- **EXERCISE INPUT**:
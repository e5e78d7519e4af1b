//! Schema lookup by name.

use std::path::{Path, PathBuf};

use jsonschema::Validator;
use serde_json::Value;
use tracing::debug;

use crate::error::{HarnessError, HarnessResult};

/// Default location of the schema documents, relative to the working directory.
pub const DEFAULT_SCHEMAS_DIR: &str = "schemas";

/// Maps schema names to `<root>/<name>.json` files.
///
/// Documents are read from disk on every lookup; nothing is cached.
#[derive(Debug, Clone, PartialEq, Eq)]
pub struct SchemaRegistry {
    root: PathBuf,
}

impl SchemaRegistry {
    /// Creates a registry over the given directory.
    #[must_use]
    pub fn new(root: impl Into<PathBuf>) -> Self {
        Self { root: root.into() }
    }

    /// The directory schema files are read from.
    #[must_use]
    pub fn root(&self) -> &Path {
        &self.root
    }

    /// The file a schema name resolves to.
    #[must_use]
    pub fn path_for(&self, name: &str) -> PathBuf {
        self.root.join(format!("{name}.json"))
    }

    /// Reads and parses the schema document for `name`.
    ///
    /// # Errors
    ///
    /// Returns [`HarnessError::SchemaNotFound`] if no file exists for the
    /// name (names that would leave the directory never resolve), or
    /// [`HarnessError::SchemaLoad`] if the file is unreadable or not JSON.
    pub fn load(&self, name: &str) -> HarnessResult<Value> {
        let path = self.path_for(name);
        if !is_plain_name(name) || !path.is_file() {
            return Err(HarnessError::SchemaNotFound {
                name: name.to_string(),
                path,
            });
        }

        debug!(schema = name, path = %path.display(), "loading schema");
        let text = std::fs::read_to_string(&path).map_err(|e| HarnessError::SchemaLoad {
            path: path.clone(),
            message: e.to_string(),
        })?;
        serde_json::from_str(&text).map_err(|e| HarnessError::SchemaLoad {
            path,
            message: e.to_string(),
        })
    }

    /// Loads `name` and compiles it with format validation enabled.
    ///
    /// # Errors
    ///
    /// Returns the [`load`](Self::load) errors, or
    /// [`HarnessError::InvalidSchema`] if the document is not a valid schema.
    pub fn compile(&self, name: &str) -> HarnessResult<Validator> {
        let schema = self.load(name)?;
        jsonschema::options()
            .should_validate_formats(true)
            .build(&schema)
            .map_err(|e| HarnessError::InvalidSchema {
                name: name.to_string(),
                message: e.to_string(),
            })
    }
}

impl Default for SchemaRegistry {
    fn default() -> Self {
        Self::new(DEFAULT_SCHEMAS_DIR)
    }
}

fn is_plain_name(name: &str) -> bool {
    !name.is_empty()
        && !name.starts_with('.')
        && !name.contains(['/', '\\'])
}
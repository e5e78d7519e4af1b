//! Declarative suites: loading, evaluation and execution.

mod executor;
pub mod json_path;
mod runner;
mod suite_loader;

pub use executor::{ASSERTION_RESULTS, SuiteExecutor};
pub use runner::TestRunner;
pub use suite_loader::{SuiteError, load_suite, load_suites};
//! Harness configuration from the environment.

use std::path::PathBuf;

use apiprobe_application::clients::JSONPLACEHOLDER_URL;
use apiprobe_domain::request::DEFAULT_TIMEOUT_MS;
use thiserror::Error;
use url::Url;

use crate::report::DEFAULT_RESULTS_DIR;
use crate::schema::DEFAULT_SCHEMAS_DIR;

/// Base URL of the API under test.
pub const ENV_BASE_URL: &str = "APIPROBE_BASE_URL";
/// Directory holding `<name>.json` schemas.
pub const ENV_SCHEMAS_DIR: &str = "APIPROBE_SCHEMAS_DIR";
/// Directory result files are written to.
pub const ENV_RESULTS_DIR: &str = "APIPROBE_RESULTS_DIR";
/// Per-request timeout in milliseconds.
pub const ENV_TIMEOUT_MS: &str = "APIPROBE_TIMEOUT_MS";

/// Invalid configuration value.
#[derive(Debug, Error, PartialEq, Eq)]
#[error("invalid value {value:?} for {key}: {message}")]
pub struct ConfigError {
    /// Variable name.
    pub key: &'static str,
    /// Rejected value.
    pub value: String,
    /// Why it was rejected.
    pub message: String,
}

/// Where the harness sends requests and keeps its files.
#[derive(Debug, Clone, PartialEq, Eq)]
pub struct HarnessConfig {
    /// API under test.
    pub base_url: String,
    /// Schema directory.
    pub schemas_dir: PathBuf,
    /// Results directory.
    pub results_dir: PathBuf,
    /// Per-request timeout in milliseconds.
    pub timeout_ms: u64,
}

impl Default for HarnessConfig {
    fn default() -> Self {
        Self {
            base_url: JSONPLACEHOLDER_URL.to_string(),
            schemas_dir: PathBuf::from(DEFAULT_SCHEMAS_DIR),
            results_dir: PathBuf::from(DEFAULT_RESULTS_DIR),
            timeout_ms: DEFAULT_TIMEOUT_MS,
        }
    }
}

impl HarnessConfig {
    /// Reads the `APIPROBE_*` variables over the defaults.
    ///
    /// # Errors
    ///
    /// Returns an error if a variable is set to an unusable value.
    pub fn from_env() -> Result<Self, ConfigError> {
        Self::from_lookup(|key| std::env::var(key).ok())
    }

    /// Like [`from_env`](Self::from_env), reading variables through `lookup`.
    /// Empty values count as unset.
    ///
    /// # Errors
    ///
    /// Returns an error if a variable is set to an unusable value.
    pub fn from_lookup<F>(lookup: F) -> Result<Self, ConfigError>
    where
        F: Fn(&str) -> Option<String>,
    {
        let get = |key: &str| lookup(key).filter(|v| !v.trim().is_empty());
        let mut config = Self::default();

        if let Some(url) = get(ENV_BASE_URL) {
            config.base_url = checked_url(ENV_BASE_URL, url)?;
        }
        if let Some(dir) = get(ENV_SCHEMAS_DIR) {
            config.schemas_dir = PathBuf::from(dir);
        }
        if let Some(dir) = get(ENV_RESULTS_DIR) {
            config.results_dir = PathBuf::from(dir);
        }
        if let Some(raw) = get(ENV_TIMEOUT_MS) {
            let parsed = raw.trim().parse::<u64>();
            config.timeout_ms = match parsed {
                Ok(ms) if ms > 0 => ms,
                Ok(_) => return Err(invalid(ENV_TIMEOUT_MS, raw, "must be positive")),
                Err(e) => return Err(invalid(ENV_TIMEOUT_MS, raw, &e.to_string())),
            };
        }

        Ok(config)
    }
}

/// Accepts absolute `http`/`https` URLs that name a host.
///
/// # Errors
///
/// Returns an error naming `key` for anything else.
pub fn checked_url(key: &'static str, value: String) -> Result<String, ConfigError> {
    let parsed = Url::parse(&value).map(|url| {
        matches!(url.scheme(), "http" | "https") && url.host_str().is_some_and(|h| !h.is_empty())
    });
    match parsed {
        Ok(true) => Ok(value),
        Ok(false) => Err(invalid(key, value, "expected an http:// or https:// URL with a host")),
        Err(e) => Err(invalid(key, value, &e.to_string())),
    }
}

fn invalid(key: &'static str, value: String, message: &str) -> ConfigError {
    ConfigError {
        key,
        value,
        message: message.to_string(),
    }
}

#[cfg(test)]
mod tests {
    #![allow(clippy::unwrap_used)]

    use std::collections::HashMap;

    use pretty_assertions::assert_eq;

    use super::*;

    fn lookup(vars: &[(&str, &str)]) -> impl Fn(&str) -> Option<String> {
        let vars: HashMap<String, String> = vars
            .iter()
            .map(|(k, v)| ((*k).to_string(), (*v).to_string()))
            .collect();
        move |key| vars.get(key).cloned()
    }

    #[test]
    fn defaults_point_at_public_services() {
        let config = HarnessConfig::from_lookup(lookup(&[])).unwrap();
        assert_eq!(config, HarnessConfig::default());
        assert_eq!(config.base_url, "https://jsonplaceholder.typicode.com");
        assert_eq!(config.schemas_dir, PathBuf::from("schemas"));
        assert_eq!(config.results_dir, PathBuf::from("reports/allure-results"));
    }

    #[test]
    fn variables_override_defaults() {
        let config = HarnessConfig::from_lookup(lookup(&[
            (ENV_BASE_URL, "http://localhost:3000"),
            (ENV_SCHEMAS_DIR, "/srv/schemas"),
            (ENV_TIMEOUT_MS, "2500"),
            (ENV_RESULTS_DIR, ""),
        ]))
        .unwrap();

        assert_eq!(config.base_url, "http://localhost:3000");
        assert_eq!(config.schemas_dir, PathBuf::from("/srv/schemas"));
        assert_eq!(config.timeout_ms, 2500);
        assert_eq!(config.results_dir, PathBuf::from("reports/allure-results"));
    }

    #[test]
    fn bad_values_are_rejected() {
        let err = HarnessConfig::from_lookup(lookup(&[(ENV_TIMEOUT_MS, "soon")])).unwrap_err();
        assert_eq!(err.key, ENV_TIMEOUT_MS);

        let err = HarnessConfig::from_lookup(lookup(&[(ENV_TIMEOUT_MS, "0")])).unwrap_err();
        assert_eq!(err.message, "must be positive");

        let err = HarnessConfig::from_lookup(lookup(&[(ENV_BASE_URL, "localhost:3000")])).unwrap_err();
        assert_eq!(err.key, ENV_BASE_URL);
    }

    #[test]
    fn urls_need_a_scheme_and_host() {
        assert!(checked_url(ENV_BASE_URL, "http://".to_string()).is_err());
        assert!(checked_url(ENV_BASE_URL, "https://".to_string()).is_err());
        assert!(checked_url(ENV_BASE_URL, "ftp://example.com".to_string()).is_err());
        assert!(checked_url(ENV_BASE_URL, "http://localhost:3000".to_string()).is_ok());
        assert_eq!(
            checked_url(ENV_BASE_URL, "https://api.example.com/v1/".to_string()).unwrap(),
            "https://api.example.com/v1/"
        );
    }
}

- **WHAT YOU HAVE TO DO**: Copy out every line of the records that the string "InvalidSchema" appears in.

- **ANSWER FOR THIS EXERCISE**:
    /// [`HarnessError::InvalidSchema`] if the document is not a valid schema.
            .map_err(|e| HarnessError::InvalidSchema {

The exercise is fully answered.